Pharmacological modulation of photoreceptor cell apoptosis may represent another target for novel therapies. As previously mentioned, apoptosis is an important process of cell death after RD and is probably regulated by the Bcl-2 protein family. This family is divided into antiapoptotic and proapoptotic members. Bax is a proapoptotic protein and an experimental Bax-deficient mice model of RD has shown that this protein is a major inducer of RD-related apoptosis. Because Bax-deficient mice were to some extent protected from apoptotic cell death, Bax may be a potential new target for pharmacological enhancement of macular recovery (Yang et al. 2004).

Finally, several different experimental animal models of RD have highlighted the significant role of signalling pathways influenced by RD, such as fibroblast growth factor (FGF) and fibroblast growth factor receptor 1 (FGFR1). These factors and perhaps other protective factors may be targeted soon for pharmacological treatment (Ozaki et al. 2000; Geller et al. 2001).
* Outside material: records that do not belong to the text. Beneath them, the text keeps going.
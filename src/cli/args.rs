//! CLI argument definitions using Clap

use std::path::PathBuf;

use clap::{Parser, Subcommand};

/// SkyCam - remote photo and video capture for camera payloads
#[derive(Parser, Debug)]
#[command(name = "skycam")]
#[command(version)]
#[command(about = "Remote photo and video capture controller for drone and rover cameras")]
#[command(long_about = None)]
pub struct Cli {
    /// Daemon control socket
    #[arg(long, global = true, env = "SKYCAM_SOCKET", value_name = "PATH")]
    pub socket: Option<PathBuf>,

    #[command(subcommand)]
    pub command: Commands,
}

/// Subcommands
#[derive(Subcommand, Debug)]
pub enum Commands {
    /// Run the capture daemon
    Serve(ServeArgs),
    /// Take a photo
    Photo {
        /// Output file name (default: photo_<timestamp>.jpg)
        filename: Option<String>,
    },
    /// Start or stop a video recording
    Record {
        #[command(subcommand)]
        action: RecordAction,
    },
    /// Show recording status
    Status {
        /// Print the raw JSON status
        #[arg(long)]
        json: bool,
    },
    /// Show backend and storage health
    Health,
    /// Stream recorder events until interrupted
    Watch,
    /// Locate a stored photo or recording, optionally copying it out
    Media {
        /// File name relative to the media directory
        filename: String,
        /// Copy the file here instead of printing its path
        #[arg(short, long, value_name = "PATH")]
        output: Option<PathBuf>,
    },
    /// Detect and list capture backends on this host
    Backends,
    /// Kill processes holding the camera device
    Release {
        /// Video device (default: from config)
        #[arg(long, value_name = "PATH")]
        device: Option<PathBuf>,
    },
    /// Manage configuration
    Config {
        #[command(subcommand)]
        action: ConfigAction,
    },
}

/// Record actions
#[derive(Subcommand, Debug)]
pub enum RecordAction {
    /// Start recording
    Start {
        /// Base file name, extension is chosen by the backend
        #[arg(short, long)]
        name: Option<String>,
        /// Stop automatically after this long (e.g., 10, 30s, 2m)
        #[arg(short, long, value_name = "TIME")]
        duration: Option<String>,
    },
    /// Stop the active recording
    Stop,
}

/// Daemon options given on the command line
#[derive(clap::Args, Debug, Default, Clone)]
pub struct ServeArgs {
    /// Video device
    #[arg(long, value_name = "PATH")]
    pub device: Option<String>,

    /// Frame width
    #[arg(long)]
    pub width: Option<u32>,

    /// Frame height
    #[arg(long)]
    pub height: Option<u32>,

    /// Frames per second
    #[arg(long)]
    pub fps: Option<u32>,

    /// Local media directory when no USB stick is mounted
    #[arg(long, value_name = "DIR")]
    pub media_dir: Option<String>,

    /// Disable the synthetic test-pattern backend
    #[arg(long)]
    pub no_software_fallback: bool,

    /// Kill processes holding the camera before starting
    #[arg(long)]
    pub release_camera: bool,

    /// PID file location
    #[arg(long, value_name = "PATH")]
    pub pid_file: Option<PathBuf>,
}

/// Config action subcommands
#[derive(Subcommand, Debug)]
pub enum ConfigAction {
    /// Create config file with defaults
    Init,
    /// Set a config value
    Set {
        /// Config key
        key: String,
        /// Config value
        value: String,
    },
    /// Get a config value
    Get {
        /// Config key
        key: String,
    },
    /// List all config values
    List,
    /// Show config file path
    Path,
}

/// Valid config keys
pub const VALID_CONFIG_KEYS: &[&str] = &[
    "transcode_timeout",
    "software_fallback",
    "release_camera",
    "video.device",
    "video.width",
    "video.height",
    "video.fps",
    "storage.media_dir",
    "storage.usb_mount_point",
    "storage.usb_device",
    "storage.auto_mount",
];

/// Check if a config key is valid
pub fn is_valid_config_key(key: &str) -> bool {
    VALID_CONFIG_KEYS.contains(&key)
}

#[cfg(test)]
mod tests {
    use super::*;
    use clap::CommandFactory;

    #[test]
    fn parses_serve_overrides() {
        let cli = Cli::parse_from([
            "skycam",
            "serve",
            "--device",
            "/dev/video2",
            "--fps",
            "15",
            "--no-software-fallback",
        ]);
        let Commands::Serve(args) = cli.command else {
            panic!("Expected Serve command");
        };
        assert_eq!(args.device, Some("/dev/video2".to_string()));
        assert_eq!(args.fps, Some(15));
        assert!(args.no_software_fallback);
        assert!(!args.release_camera);
    }

    #[test]
    fn parses_record_start() {
        let cli = Cli::parse_from(["skycam", "record", "start", "-n", "demo", "-d", "2"]);
        if let Commands::Record {
            action: RecordAction::Start { name, duration },
        } = cli.command
        {
            assert_eq!(name, Some("demo".to_string()));
            assert_eq!(duration, Some("2".to_string()));
        } else {
            panic!("Expected Record Start command");
        }
    }

    #[test]
    fn parses_photo_without_name() {
        let cli = Cli::parse_from(["skycam", "photo"]);
        assert!(matches!(cli.command, Commands::Photo { filename: None }));
    }

    #[test]
    fn parses_media_with_output() {
        let cli = Cli::parse_from(["skycam", "media", "demo.mp4", "-o", "/tmp/demo.mp4"]);
        let Commands::Media { filename, output } = cli.command else {
            panic!("Expected Media command");
        };
        assert_eq!(filename, "demo.mp4");
        assert_eq!(output, Some(PathBuf::from("/tmp/demo.mp4")));
    }

    #[test]
    fn socket_is_global() {
        let cli = Cli::parse_from(["skycam", "status", "--socket", "/tmp/x.sock"]);
        assert_eq!(cli.socket, Some(PathBuf::from("/tmp/x.sock")));
    }

    #[test]
    fn cli_parses_config_set() {
        let cli = Cli::parse_from(["skycam", "config", "set", "video.fps", "25"]);
        if let Commands::Config {
            action: ConfigAction::Set { key, value },
        } = cli.command
        {
            assert_eq!(key, "video.fps");
            assert_eq!(value, "25");
        } else {
            panic!("Expected Config Set command");
        }
    }

    #[test]
    fn valid_config_keys() {
        assert!(is_valid_config_key("transcode_timeout"));
        assert!(is_valid_config_key("storage.auto_mount"));
        assert!(!is_valid_config_key("video"));
        assert!(!is_valid_config_key("api_key"));
    }

    #[test]
    fn verify_cli() {
        Cli::command().debug_assert();
    }
}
Experimental gene therapy by adeno-associated virus vector has been described in rat RD models for glial cell line-derived neurotrophic factor delivery (Wu et al. 2002), and results showed that treated eyes had a reduction both of apoptotic cells and of Müller cell proliferation, with preservation of the outer segments and outer nuclear layer structure. However, the best tools of delivery of other growth factors and their longterm effects have yet to be established.

Conclusions

The conundrum of macular recovery after RD has occupied the ophthalmic research community for over a century. Early ideas about how long a detached macula could be left to its own devices before a successful operation could still guarantee some useful vision were very lenient. More detailed research towards the end of the last century has narrowed this period down to a few days rather than weeks or months. Clinically, the two most important factors correlated with final macular recovery are preoperative VA and the duration of the RD. Recent studies have also shown that the height of the RD at the fovea, as measured with OCT, may also be an important indicator for postoperative macular recovery. Moreover, cystoid macular oedema and preretinal membranes are the main postoperative factors that can impair final VA recovery in the longterm. On a cellular level, metabolic pathway analysis has shown significant modifications in neurotransmittors as a consequence of RD, and it appears that even an RD of a very short duration may lead to degenerative retinal changes and to programmed cell death such as apoptosis. In the future, it may be possible, as some recent studies of animal models suggest, that novel therapeutic agents may help to enhance functional recovery after RD by limiting cellular death during the macular detachment.